“Gene de çok uğraşmış Nuh Peygamber. Karısı ile ahaliyi ikna etmek için elinden geleni yapmış. Tam 800 yıl boyunca didinmiş... Nasıl bu kadar uzun sürmüş diye sormayın” diye önceden uyardı Banu Teyze. “Zaman okyanusta bir damladır sadece. Budur anın tanımı. Hangisinin büyük hangisinin küçük olduğunu görmek için ölçemezsin damlaları. Nuh da halkını doğru yola çekmeye çalışarak, onlar için dua ederek tastamam 800 yıl geçirmiş. Günün birinde Tanrı ona Cebrail’i göndermiş. ‘Bir gemi yap ve her tür canlıdan bir çift al güverteye’ diye fısıldamış melek.”

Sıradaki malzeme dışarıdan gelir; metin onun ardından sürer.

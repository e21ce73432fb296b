//! bindiff
//!
//! Byte-by-byte comparison of two files, reporting the offset of every
//! differing byte.

use std::path::PathBuf;
use std::process::ExitCode;

use anyhow::Result;
use clap::Parser;

use ipadiff_core::ComparisonResult;
use ipadiff_engine::{init_with_config, ByteComparator, TracingConfig};

/// Compare two files byte by byte
#[derive(Parser, Debug)]
#[command(name = "bindiff")]
#[command(version, about, long_about = None)]
#[command(after_help = "option -l will list all differences with offsets.")]
struct Cli {
    /// List every differing byte with its offset
    #[arg(short = 'l')]
    list: bool,

    /// Bytes read from each file at a time
    #[arg(long, default_value_t = 64 * 1024)]
    chunk_size: usize,

    /// Enable verbose output (-v, -vv, -vvv)
    #[arg(short, long, action = clap::ArgAction::Count)]
    verbose: u8,

    file1: PathBuf,

    file2: PathBuf,
}

fn main() -> ExitCode {
    let cli = match Cli::try_parse() {
        Ok(cli) => cli,
        Err(e) => {
            let code = if e.use_stderr() { 1 } else { 0 };
            let _ = e.print();
            return ExitCode::from(code);
        }
    };

    init_with_config(TracingConfig::from_verbosity(cli.verbose));

    match run(&cli) {
        Ok(code) => code,
        Err(e) => {
            eprintln!("Error: {:#}", e);
            ExitCode::FAILURE
        }
    }
}

fn run(cli: &Cli) -> Result<ExitCode> {
    let comparator = ByteComparator::new(cli.chunk_size)?;

    let comparison = match comparator.compare_files(&cli.file1, &cli.file2) {
        Ok(comparison) => comparison,
        Err(e) if e.is_not_found() => {
            println!("Result of comparison: not found");
            return Err(e.into());
        }
        Err(e) => return Err(e.into()),
    };

    println!("Result of comparison: {}", comparison.verdict());

    if let Some(offset) = comparison.first_difference {
        println!("offset differs: {:#x}", offset);
    }

    if cli.list && matches!(comparison.result, ComparisonResult::NotEqual(_)) && !comparison.diffs.is_empty() {
        println!("List of differences:");
        for entry in &comparison.diffs {
            println!("{}", entry);
        }
    }

    Ok(if comparison.is_equal() {
        ExitCode::SUCCESS
    } else {
        ExitCode::FAILURE
    })
}
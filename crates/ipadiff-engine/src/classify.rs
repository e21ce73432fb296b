//! Content classification
//!
//! Decides which comparator handles a file, in priority order:
//! 1. `.plist` extension: property list
//! 2. the format detector reports native code: Mach-O binary
//! 3. `.xcconfig` extension: build configuration text
//! 4. anything else: generic bytes

use std::path::Path;
use std::sync::Arc;

use ipadiff_core::{ContentKind, Error, Result};
use ipadiff_tree::path::has_extension;

use crate::tools::{BinaryFormat, FormatDetector};

/// Kind of a file plus what the detector reported, when it was asked
#[derive(Debug, Clone, Copy, PartialEq, Eq)]
pub struct Classification {
    pub kind: ContentKind,
    pub format: Option<BinaryFormat>,
}

#[derive(Clone)]
pub struct ContentClassifier {
    detector: Arc<dyn FormatDetector>,
}

impl ContentClassifier {
    pub fn new(detector: Arc<dyn FormatDetector>) -> Self {
        Self { detector }
    }

    /// Classify `relative`, sniffing the file at `path` when the name alone
    /// does not decide
    pub fn classify(&self, relative: &str, path: &Path) -> Result<Classification> {
        if has_extension(relative, "plist") {
            return Ok(Classification {
                kind: ContentKind::PropertyList,
                format: None,
            });
        }

        let format = self.detect(path)?;

        let kind = if format.is_native_executable {
            ContentKind::MachBinary
        } else if has_extension(relative, "xcconfig") {
            ContentKind::ConfigText
        } else {
            ContentKind::Generic
        };

        Ok(Classification {
            kind,
            format: Some(format),
        })
    }

    /// Run the detector; failures other than timeouts and missing files
    /// mean the kind cannot be decided
    pub fn detect(&self, path: &Path) -> Result<BinaryFormat> {
        self.detector.detect(path).map_err(|e| match e.root_cause() {
            Error::ClassificationAmbiguous { .. } | Error::ToolTimeout { .. } | Error::NotFound(_) => e,
            _ => Error::ClassificationAmbiguous {
                path: path.to_path_buf(),
                reason: format!("{} could not determine the format: {}", self.detector.name(), e),
            },
        })
    }
}
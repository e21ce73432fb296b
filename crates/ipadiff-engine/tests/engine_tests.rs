//! Tests for the diff engine
//!
//! These tests cover:
//! - Property lists differing only in volatile keys
//! - Native binaries differing at a single byte
//! - Watch bundle files never reaching classification
//! - Structural mismatches, signing artifacts and per-file failures
//! - Whole packages through zip extraction
//! - Byte comparator and exclusion properties

use std::fs;
use std::path::{Path, PathBuf};
use std::sync::{Arc, Mutex};

use ipadiff_archive::{ZipExtractor, ZipWriter};
use ipadiff_core::{Error, ExclusionCategory, MismatchReason, Result};
use ipadiff_engine::tools::NativePlistNormalizer;
use ipadiff_engine::{
    BinaryFormat, Collaborators, DiffEngine, DiffOptions, FileOutcome, FormatDetector, Verdict,
};

/// Native code starts with `MACH`; `MACHENC` marks encrypted text;
/// files starting with `BROKEN` cannot be identified
#[derive(Default)]
struct RecordingDetector {
    seen: Mutex<Vec<PathBuf>>,
}

impl RecordingDetector {
    fn seen_names(&self) -> Vec<String> {
        self.seen
            .lock()
            .unwrap()
            .iter()
            .map(|p| p.to_string_lossy().into_owned())
            .collect()
    }
}

impl FormatDetector for RecordingDetector {
    fn name(&self) -> &str {
        "recording"
    }

    fn detect(&self, path: &Path) -> Result<BinaryFormat> {
        self.seen.lock().unwrap().push(path.to_path_buf());

        let bytes = fs::read(path)?;
        if bytes.starts_with(b"BROKEN") {
            Err(Error::tool_failure("recording", "unrecognised header"))
        } else if bytes.starts_with(b"MACHENC") {
            Ok(BinaryFormat::native(true))
        } else if bytes.starts_with(b"MACH") {
            Ok(BinaryFormat::native(false))
        } else {
            Ok(BinaryFormat::OTHER)
        }
    }
}

fn plist(entries: &[(&str, &str)]) -> String {
    let body: String = entries
        .iter()
        .map(|(k, v)| format!("\t<key>{}</key>\n\t<string>{}</string>\n", k, v))
        .collect();
    format!(
        "<?xml version=\"1.0\" encoding=\"UTF-8\"?>\n<plist version=\"1.0\">\n<dict>\n{}</dict>\n</plist>\n",
        body
    )
}

fn write_tree(root: &Path, files: &[(&str, &[u8])]) {
    fs::create_dir_all(root).unwrap();
    for (path, contents) in files {
        let full = root.join(path);
        fs::create_dir_all(full.parent().unwrap()).unwrap();
        fs::write(full, contents).unwrap();
    }
}

fn engine_with(detector: Arc<RecordingDetector>, options: DiffOptions) -> DiffEngine {
    let collaborators = Collaborators::new(detector, Arc::new(NativePlistNormalizer));
    DiffEngine::new(options, Arc::new(ZipExtractor::new()), collaborators).unwrap()
}

struct Fixture {
    _dir: tempfile::TempDir,
    left: PathBuf,
    right: PathBuf,
}

impl Fixture {
    fn new(left: &[(&str, &[u8])], right: &[(&str, &[u8])]) -> Self {
        let dir = tempfile::tempdir().unwrap();
        let left_root = dir.path().join("left/App.app");
        let right_root = dir.path().join("right/App.app");
        write_tree(&left_root, left);
        write_tree(&right_root, right);

        Self { _dir: dir, left: left_root, right: right_root }
    }

    fn compare(&self, engine: &DiffEngine) -> Result<ipadiff_engine::DiffReport> {
        engine.compare_roots(&self.left, &self.right, "A.ipa", "B.ipa")
    }
}
//! Logging and tracing utilities for ipadiff
//!
//! This module provides structured logging using the `tracing` crate,
//! with support for spans, events, and instrumentation. Events go to
//! stderr so the report on stdout stays machine readable.

use std::sync::atomic::{AtomicBool, Ordering};

/// Whether tracing has been initialized
static TRACING_INITIALIZED: AtomicBool = AtomicBool::new(false);

/// Initialize tracing with a custom configuration
///
/// This should be called once at application startup. Multiple calls are safe
/// and will be ignored.
pub fn init_with_config(config: TracingConfig) {
    if TRACING_INITIALIZED
        .compare_exchange(false, true, Ordering::SeqCst, Ordering::Relaxed)
        .is_ok()
    {
        use tracing_subscriber::{fmt, prelude::*, EnvFilter};

        let filter = EnvFilter::try_from_default_env()
            .unwrap_or_else(|_| EnvFilter::new(&config.default_level));

        let fmt_layer = fmt::layer()
            .with_writer(std::io::stderr)
            .with_target(config.show_target)
            .with_thread_ids(config.show_thread_ids)
            .with_file(config.show_file)
            .with_line_number(config.show_line_number);

        let _ = tracing_subscriber::registry()
            .with(fmt_layer)
            .with(filter)
            .try_init();
    }
}

/// Configuration for tracing initialization
#[derive(Debug, Clone)]
pub struct TracingConfig {
    /// Default log level filter (e.g., "info", "debug", "warn")
    pub default_level: String,
    /// Show the target (module path) in log output
    pub show_target: bool,
    /// Show thread IDs in log output
    pub show_thread_ids: bool,
    /// Show source file in log output
    pub show_file: bool,
    /// Show line number in log output
    pub show_line_number: bool,
}

impl TracingConfig {
    /// Map a `-v` count to a configuration
    pub fn from_verbosity(verbosity: u8) -> Self {
        let default_level = match verbosity {
            0 => "warn",
            1 => "info",
            2 => "debug",
            _ => "trace",
        };

        Self {
            default_level: default_level.to_string(),
            show_thread_ids: verbosity >= 3,
            show_file: verbosity >= 3,
            show_line_number: verbosity >= 3,
            ..Self::default()
        }
    }
}

impl Default for TracingConfig {
    fn default() -> Self {
        Self {
            default_level: "warn".to_string(),
            show_target: true,
            show_thread_ids: false,
            show_file: false,
            show_line_number: false,
        }
    }
}

/// Run `f` inside an info span and log how long it took
pub fn timed<T, F>(name: &str, f: F) -> T
where
    F: FnOnce() -> T,
{
    let span = tracing::info_span!("stage", stage = %name);
    let _guard = span.enter();

    let start = std::time::Instant::now();
    let result = f();
    let duration = start.elapsed();

    tracing::debug!(duration_ms = %duration.as_millis(), "Stage complete");

    result
}

#[cfg(test)]
mod tests {
    use super::*;

    #[test]
    fn test_tracing_config_default() {
        let config = TracingConfig::default();
        assert_eq!(config.default_level, "warn");
        assert!(config.show_target);
        assert!(!config.show_thread_ids);
    }

    #[test]
    fn test_from_verbosity() {
        assert_eq!(TracingConfig::from_verbosity(0).default_level, "warn");
        assert_eq!(TracingConfig::from_verbosity(1).default_level, "info");
        assert_eq!(TracingConfig::from_verbosity(2).default_level, "debug");

        let trace = TracingConfig::from_verbosity(5);
        assert_eq!(trace.default_level, "trace");
        assert!(trace.show_line_number);
    }

    #[test]
    fn test_timed() {
        let result = timed("test", || 42);
        assert_eq!(result, 42);
    }
}
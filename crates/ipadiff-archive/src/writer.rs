//! Minimal zip writer for building packages in tests and benchmarks
//!
//! Entries are written in order with a single central directory at the end.
//! No ZIP64 support; fixtures stay small.

use std::io::{self, Write};
use std::path::Path;

/// Unix (3) host, spec version 3.0
const VERSION_MADE_BY: u16 = 0x031E;
const VERSION_NEEDED: u16 = 20;

/// 1980-01-01 in DOS date format
const DOS_DATE: u16 = 0x0021;

const MODE_DIR: u32 = 0o040755;
const MODE_FILE: u32 = 0o100644;
const MODE_SYMLINK: u32 = 0o120777;

/// MS-DOS directory attribute
const DOS_DIR_ATTR: u32 = 0x10;

/// Builds a zip archive in memory
#[derive(Debug, Default)]
pub struct ZipWriter {
    body: Vec<u8>,
    central: Vec<u8>,
    count: u16,
    /// Local header and central entry offsets of the most recent entry
    last: Option<(usize, usize)>,
}

impl ZipWriter {
    pub fn new() -> Self {
        Self::default()
    }

    /// Add a directory entry (a trailing `/` is added when missing)
    pub fn directory(self, name: &str) -> Self {
        let name = if name.ends_with('/') {
            name.to_string()
        } else {
            format!("{}/", name)
        };
        self.push(&name, 0, 0, &[], &[], (MODE_DIR << 16) | DOS_DIR_ATTR)
    }

    /// Add a stored (uncompressed) file
    pub fn file(self, name: &str, data: &[u8]) -> Self {
        self.push(name, 0, 0, data, data, MODE_FILE << 16)
    }

    /// Add a deflate-compressed file
    pub fn deflated(self, name: &str, data: &[u8]) -> io::Result<Self> {
        let mut encoder =
            flate2::write::DeflateEncoder::new(Vec::new(), flate2::Compression::default());
        encoder.write_all(data)?;
        let compressed = encoder.finish()?;
        Ok(self.push(name, 8, 0, data, &compressed, MODE_FILE << 16))
    }

    /// Add a symbolic link whose data is `target`
    pub fn symlink(self, name: &str, target: &str) -> Self {
        let target = target.as_bytes();
        self.push(name, 0, 0, target, target, MODE_SYMLINK << 16)
    }

    /// Add a stored file flagged as encrypted
    pub fn encrypted(self, name: &str, data: &[u8]) -> Self {
        self.push(name, 0, 0x0001, data, data, MODE_FILE << 16)
    }

    /// Add a stored file whose recorded checksum is wrong
    pub fn corrupted(self, name: &str, data: &[u8]) -> Self {
        let mut writer = self.push(name, 0, 0, data, data, MODE_FILE << 16);
        // CRC sits 14 bytes into the local header and 16 into the central entry
        if let Some((local, central)) = writer.last {
            flip_crc(&mut writer.body, local + 14);
            flip_crc(&mut writer.central, central + 16);
        }
        writer
    }

    /// Finish the archive and return its bytes
    pub fn finish(self) -> Vec<u8> {
        let Self { mut body, central, count, .. } = self;

        let cd_offset = body.len() as u32;
        let cd_size = central.len() as u32;
        body.extend_from_slice(&central);

        body.extend_from_slice(&0x06054B50u32.to_le_bytes());
        body.extend_from_slice(&0u16.to_le_bytes());
        body.extend_from_slice(&0u16.to_le_bytes());
        body.extend_from_slice(&count.to_le_bytes());
        body.extend_from_slice(&count.to_le_bytes());
        body.extend_from_slice(&cd_size.to_le_bytes());
        body.extend_from_slice(&cd_offset.to_le_bytes());
        body.extend_from_slice(&0u16.to_le_bytes());
        body
    }

    /// Finish the archive and write it to `path`
    pub fn write_to(self, path: impl AsRef<Path>) -> io::Result<()> {
        std::fs::write(path, self.finish())
    }

    fn push(
        mut self,
        name: &str,
        method: u16,
        flags: u16,
        data: &[u8],
        stored: &[u8],
        external_attrs: u32,
    ) -> Self {
        let crc = {
            let mut hasher = crc32fast::Hasher::new();
            hasher.update(data);
            hasher.finalize()
        };
        let offset = self.body.len() as u32;
        let central_start = self.central.len();
        let name_bytes = name.as_bytes();

        let body = &mut self.body;
        body.extend_from_slice(&0x04034B50u32.to_le_bytes());
        body.extend_from_slice(&VERSION_NEEDED.to_le_bytes());
        body.extend_from_slice(&flags.to_le_bytes());
        body.extend_from_slice(&method.to_le_bytes());
        body.extend_from_slice(&0u16.to_le_bytes());
        body.extend_from_slice(&DOS_DATE.to_le_bytes());
        body.extend_from_slice(&crc.to_le_bytes());
        body.extend_from_slice(&(stored.len() as u32).to_le_bytes());
        body.extend_from_slice(&(data.len() as u32).to_le_bytes());
        body.extend_from_slice(&(name_bytes.len() as u16).to_le_bytes());
        body.extend_from_slice(&0u16.to_le_bytes());
        body.extend_from_slice(name_bytes);
        body.extend_from_slice(stored);

        let central = &mut self.central;
        central.extend_from_slice(&0x02014B50u32.to_le_bytes());
        central.extend_from_slice(&VERSION_MADE_BY.to_le_bytes());
        central.extend_from_slice(&VERSION_NEEDED.to_le_bytes());
        central.extend_from_slice(&flags.to_le_bytes());
        central.extend_from_slice(&method.to_le_bytes());
        central.extend_from_slice(&0u16.to_le_bytes());
        central.extend_from_slice(&DOS_DATE.to_le_bytes());
        central.extend_from_slice(&crc.to_le_bytes());
        central.extend_from_slice(&(stored.len() as u32).to_le_bytes());
        central.extend_from_slice(&(data.len() as u32).to_le_bytes());
        central.extend_from_slice(&(name_bytes.len() as u16).to_le_bytes());
        central.extend_from_slice(&0u16.to_le_bytes());
        central.extend_from_slice(&0u16.to_le_bytes());
        central.extend_from_slice(&0u16.to_le_bytes());
        central.extend_from_slice(&0u16.to_le_bytes());
        central.extend_from_slice(&external_attrs.to_le_bytes());
        central.extend_from_slice(&offset.to_le_bytes());
        central.extend_from_slice(name_bytes);

        self.count += 1;
        self.last = Some((offset as usize, central_start));
        self
    }
}

fn flip_crc(buffer: &mut [u8], at: usize) {
    if let Some(byte) = buffer.get_mut(at) {
        *byte ^= 0xFF;
    }
}
//! External collaborators
//!
//! The engine never inspects binary formats or property lists itself; it
//! asks a `FormatDetector` and a `PlistNormalizer`. Two implementations of
//! each exist: in-process parsers, and the host tools (`file`, `plutil`)
//! run under a timeout.

mod native;
mod system;

pub use native::{MachODetector, NativePlistNormalizer};
pub use system::{run_tool, FileCommandDetector, PlutilNormalizer, ToolOutput};

use std::fmt;
use std::path::Path;
use std::sync::Arc;
use std::time::Duration;

use ipadiff_core::Result;

use crate::options::{DiffOptions, ToolBackend};

/// What the detector found out about a file
#[derive(Debug, Clone, Copy, Default, PartialEq, Eq)]
pub struct BinaryFormat {
    /// Native executable code (Mach-O, thin or fat)
    pub is_native_executable: bool,
    /// At least one slice carries encrypted text
    pub is_encrypted: bool,
}

impl BinaryFormat {
    pub const OTHER: BinaryFormat = BinaryFormat {
        is_native_executable: false,
        is_encrypted: false,
    };

    pub fn native(is_encrypted: bool) -> Self {
        Self {
            is_native_executable: true,
            is_encrypted,
        }
    }
}

/// Sniffs the binary format of a file
pub trait FormatDetector: Send + Sync {
    fn name(&self) -> &str;

    fn detect(&self, path: &Path) -> Result<BinaryFormat>;
}

/// Produces canonical text for a property list, minus some top-level keys
pub trait PlistNormalizer: Send + Sync {
    fn name(&self) -> &str;

    fn normalize(&self, path: &Path, keys_to_strip: &[String]) -> Result<String>;
}

/// The collaborators one engine run uses
#[derive(Clone)]
pub struct Collaborators {
    pub detector: Arc<dyn FormatDetector>,
    pub normalizer: Arc<dyn PlistNormalizer>,
}

impl Collaborators {
    pub fn new(detector: Arc<dyn FormatDetector>, normalizer: Arc<dyn PlistNormalizer>) -> Self {
        Self { detector, normalizer }
    }

    /// In-process implementations
    pub fn native() -> Self {
        Self::new(Arc::new(MachODetector), Arc::new(NativePlistNormalizer))
    }

    /// Host tools, each invocation bounded by `timeout`
    pub fn system(timeout: Duration) -> Self {
        Self::new(
            Arc::new(FileCommandDetector::new(timeout)),
            Arc::new(PlutilNormalizer::new(timeout)),
        )
    }

    pub fn from_options(options: &DiffOptions) -> Self {
        match options.tools {
            ToolBackend::Native => Self::native(),
            ToolBackend::System => Self::system(options.tool_timeout()),
        }
    }
}

impl fmt::Debug for Collaborators {
    fn fmt(&self, f: &mut fmt::Formatter<'_>) -> fmt::Result {
        f.debug_struct("Collaborators")
            .field("detector", &self.detector.name())
            .field("normalizer", &self.normalizer.name())
            .finish()
    }
}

Tercümeye gerek olmayan hikâyeyi tercüme ederken, Asya’nın sesi biraz katılaşmıştı çünkü bu en az sevdiği bölümdü.
“Hazreti Nuh’un gemisinde her inançtan her mezhepten ahlak sahibi insanlar varmış” diye devam etti Banu Teyze. “Hazreti Davud da oradaymış, Hazreti Musa da, Hazreti Süleyman, Hazreti İsa, Hazreti Muhammed de, Allah’ın Selamı Hepsinin Üzerine Olsun. Gemiye erzak doldurup beklemeye başlamışlar.
Çok geçmeden tufan kopmuş. Allah şöyle buyurmuş: ‘Ey gökyüzü! Yağmurunu aşağı boşalt. Artık tutma kendini. Gazabını gönder!’ Sonra yeryüzüne emretmiş: ‘Ey yeryüzü, suları sakın emme.’ Dalgalar öyle hızlı yükselmiş ki gemide olmayanların hiçbiri hayatta kalamamış.”